■ Collected data entries

────────

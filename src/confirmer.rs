//! Confirms synced blocks once the node itself reports enough confirmations,
//! rechecking each one's merkle root against the node's current view before
//! trusting it.
//!
//! A mismatch means the block this engine stored is no longer on the node's
//! best chain (a reorg landed after the block was synced but before it
//! reached `block_confirmations`) — the engine didn't see the reorg happen,
//! it only notices on recheck. The fix is the same one a live reorg takes:
//! unwind from that height and let the sync loop re-derive it.

use crate::address_cache::AddressCache;
use crate::error::Result;
use crate::models::Block;
use crate::rpc::NodeClient;
use crate::store::Store;
use crate::unwinder::Unwinder;

pub struct Confirmer<'a, C: NodeClient, S: Store> {
    client: &'a C,
    store: &'a S,
    required_confirmations: u32,
    unwind_batch_size: usize,
}

impl<'a, C: NodeClient, S: Store> Confirmer<'a, C, S> {
    pub fn new(client: &'a C, store: &'a S, required_confirmations: u32, unwind_batch_size: usize) -> Self {
        Self {
            client,
            store,
            required_confirmations,
            unwind_batch_size,
        }
    }

    /// Walks unconfirmed blocks ascending from `from_height`, confirming
    /// each one whose merkle root still matches the node and stopping at
    /// the first block the node doesn't yet confirm deeply enough. A
    /// merkle-root mismatch unwinds from that height and recurses rather
    /// than simply stopping, since a reorg can span more than one of the
    /// blocks this walk would otherwise confirm in sequence; recursion
    /// terminates because every unwind strictly decreases the height of
    /// the last stored block.
    pub async fn run(&self, from_height: u64, cache: &mut AddressCache) -> Result<()> {
        let pending = self.store.unconfirmed_blocks_from(from_height).await?;

        for block in pending {
            match self.confirm_one(&block, cache).await? {
                Outcome::Confirmed => continue,
                Outcome::NotDeepEnough => break,
                Outcome::Reorg => {
                    let rest: std::pin::Pin<Box<dyn std::future::Future<Output = Result<()>> + Send + '_>> =
                        Box::pin(self.run(block.height, cache));
                    return rest.await;
                }
            }
        }
        Ok(())
    }

    async fn confirm_one(&self, block: &Block, cache: &mut AddressCache) -> Result<Outcome> {
        let hash = self.client.get_block_hash(block.height).await?;
        let node_block = self.client.get_block(&hash).await?;

        if node_block.confirmations < self.required_confirmations as i64 {
            return Ok(Outcome::NotDeepEnough);
        }

        if node_block.merkle_root != block.merkle_root {
            let unwinder = Unwinder::new(self.store, self.unwind_batch_size);
            unwinder.unwind(block.height, cache).await?;
            return Ok(Outcome::Reorg);
        }

        self.store.mark_block_confirmed(block.height).await?;
        Ok(Outcome::Confirmed)
    }
}

enum Outcome {
    Confirmed,
    NotDeepEnough,
    Reorg,
}
//! Named exclusive process lock.

use std::fs::{File, OpenOptions};
use std::path::PathBuf;

use fs2::FileExt;

use crate::error::{Error, Result};

/// An exclusive lock backed by a lockfile. `acquire` fails immediately if
/// another process already holds it; `release` is idempotent.
pub struct ProcessLock {
    path: PathBuf,
    file: Option<File>,
}

impl ProcessLock {
    pub fn new(path: impl Into<PathBuf>) -> Self {
        Self {
            path: path.into(),
            file: None,
        }
    }

    pub fn acquire(&mut self, name: &str) -> Result<()> {
        if let Some(parent) = self.path.parent() {
            std::fs::create_dir_all(parent)?;
        }

        let file = OpenOptions::new()
            .create(true)
            .write(true)
            .open(&self.path)?;

        file.try_lock_exclusive()
            .map_err(|_| Error::Lock(format!("lock '{}' is already held", name)))?;

        self.file = Some(file);
        Ok(())
    }

    /// Silently succeeds if the lock was never acquired or was already
    /// released — unlocking is idempotent.
    pub fn release(&mut self) {
        if let Some(file) = self.file.take() {
            let _ = fs2::FileExt::unlock(&file);
        }
    }
}

impl Drop for ProcessLock {
    fn drop(&mut self) {
        self.release();
    }
}

#[cfg(test)]
mod tests {
    use super::*;

    #[test]
    fn second_acquire_fails_while_first_holds_it() {
        let dir = std::env::temp_dir().join(format!("carver-lock-test-{}", std::process::id()));
        std::fs::create_dir_all(&dir).unwrap();
        let path = dir.join("block.lock");

        let mut first = ProcessLock::new(path.clone());
        first.acquire("block").unwrap();

        let mut second = ProcessLock::new(path.clone());
        assert!(second.acquire("block").is_err());

        first.release();
        let mut third = ProcessLock::new(path);
        assert!(third.acquire("block").is_ok());
    }
}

────────

Could you reproduce every record exactly as shown above?

■ Finished task
filename src/confirmer.rs
//! Confirms synced blocks once the node itself reports enough confirmations,
//! rechecking each one's merkle root against the node's current view before
//! trusting it.
//!
//! A mismatch means the block this engine stored is no longer on the node's
//! best chain (a reorg landed after the block was synced but before it
//! reached `block_confirmations`) — the engine didn't see the reorg happen,
//! it only notices on recheck. The fix is the same one a live reorg takes:
//! unwind from that height and let the sync loop re-derive it.

use crate::address_cache::AddressCache;
use crate::error::Result;
use crate::models::Block;
use crate::rpc::NodeClient;
use crate::store::Store;
use crate::unwinder::Unwinder;

pub struct Confirmer<'a, C: NodeClient, S: Store> {
    client: &'a C,
    store: &'a S,
    required_confirmations: u32,
    unwind_batch_size: usize,
}

impl<'a, C: NodeClient, S: Store> Confirmer<'a, C, S> {
    pub fn new(client: &'a C, store: &'a S, required_confirmations: u32, unwind_batch_size: usize) -> Self {
        Self {
            client,
            store,
            required_confirmations,
            unwind_batch_size,
        }
    }

    /// Walks unconfirmed blocks ascending from `from_height`, confirming
    /// each one whose merkle root still matches the node and stopping at
    /// the first block the node doesn't yet confirm deeply enough. A
    /// merkle-root mismatch unwinds from that height and recurses rather
    /// than simply stopping, since a reorg can span more than one of the
    /// blocks this walk would otherwise confirm in sequence; recursion
    /// terminates because every unwind strictly decreases the height of
    /// the last stored block.
    pub async fn run(&self, from_height: u64, cache: &mut AddressCache) -> Result<()> {
        let pending = self.store.unconfirmed_blocks_from(from_height).await?;

        for block in pending {
            match self.confirm_one(&block, cache).await? {
                Outcome::Confirmed => continue,
                Outcome::NotDeepEnough => break,
                Outcome::Reorg => {
                    let rest: std::pin::Pin<Box<dyn std::future::Future<Output = Result<()>> + Send + '_>> =
                        Box::pin(self.run(block.height, cache));
                    return rest.await;
                }
            }
        }
        Ok(())
    }

    async fn confirm_one(&self, block: &Block, cache: &mut AddressCache) -> Result<Outcome> {
        let hash = self.client.get_block_hash(block.height).await?;
        let node_block = self.client.get_block(&hash).await?;

        if node_block.confirmations < self.required_confirmations as i64 {
            return Ok(Outcome::NotDeepEnough);
        }

        if node_block.merkle_root != block.merkle_root {
            let unwinder = Unwinder::new(self.store, self.unwind_batch_size);
            unwinder.unwind(block.height, cache).await?;
            return Ok(Outcome::Reorg);
        }

        self.store.mark_block_confirmed(block.height).await?;
        Ok(Outcome::Confirmed)
    }
}

enum Outcome {
    Confirmed,
    NotDeepEnough,
    Reorg,
}
//! Named exclusive process lock.

use std::fs::{File, OpenOptions};
use std::path::PathBuf;

use fs2::FileExt;

use crate::error::{Error, Result};

/// An exclusive lock backed by a lockfile. `acquire` fails immediately if
/// another process already holds it; `release` is idempotent.
pub struct ProcessLock {
    path: PathBuf,
    file: Option<File>,
}

impl ProcessLock {
    pub fn new(path: impl Into<PathBuf>) -> Self {
        Self {
            path: path.into(),
            file: None,
        }
    }

    pub fn acquire(&mut self, name: &str) -> Result<()> {
        if let Some(parent) = self.path.parent() {
            std::fs::create_dir_all(parent)?;
        }

        let file = OpenOptions::new()
            .create(true)
            .write(true)
            .open(&self.path)?;

        file.try_lock_exclusive()
            .map_err(|_| Error::Lock(format!("lock '{}' is already held", name)))?;

        self.file = Some(file);
        Ok(())
    }

    /// Silently succeeds if the lock was never acquired or was already
    /// released — unlocking is idempotent.
    pub fn release(&mut self) {
        if let Some(file) = self.file.take() {
            let _ = fs2::FileExt::unlock(&file);
        }
    }
}

impl Drop for ProcessLock {
    fn drop(&mut self) {
        self.release();
    }
}

#[cfg(test)]
mod tests {
    use super::*;

    #[test]
    fn second_acquire_fails_while_first_holds_it() {
        let dir = std::env::temp_dir().join(format!("carver-lock-test-{}", std::process::id()));
        std::fs::create_dir_all(&dir).unwrap();
        let path = dir.join("block.lock");

        let mut first = ProcessLock::new(path.clone());
        first.acquire("block").unwrap();

        let mut second = ProcessLock::new(path.clone());
        assert!(second.acquire("block").is_err());

        first.release();
        let mut third = ProcessLock::new(path);
        assert!(third.acquire("block").is_ok());
    }
}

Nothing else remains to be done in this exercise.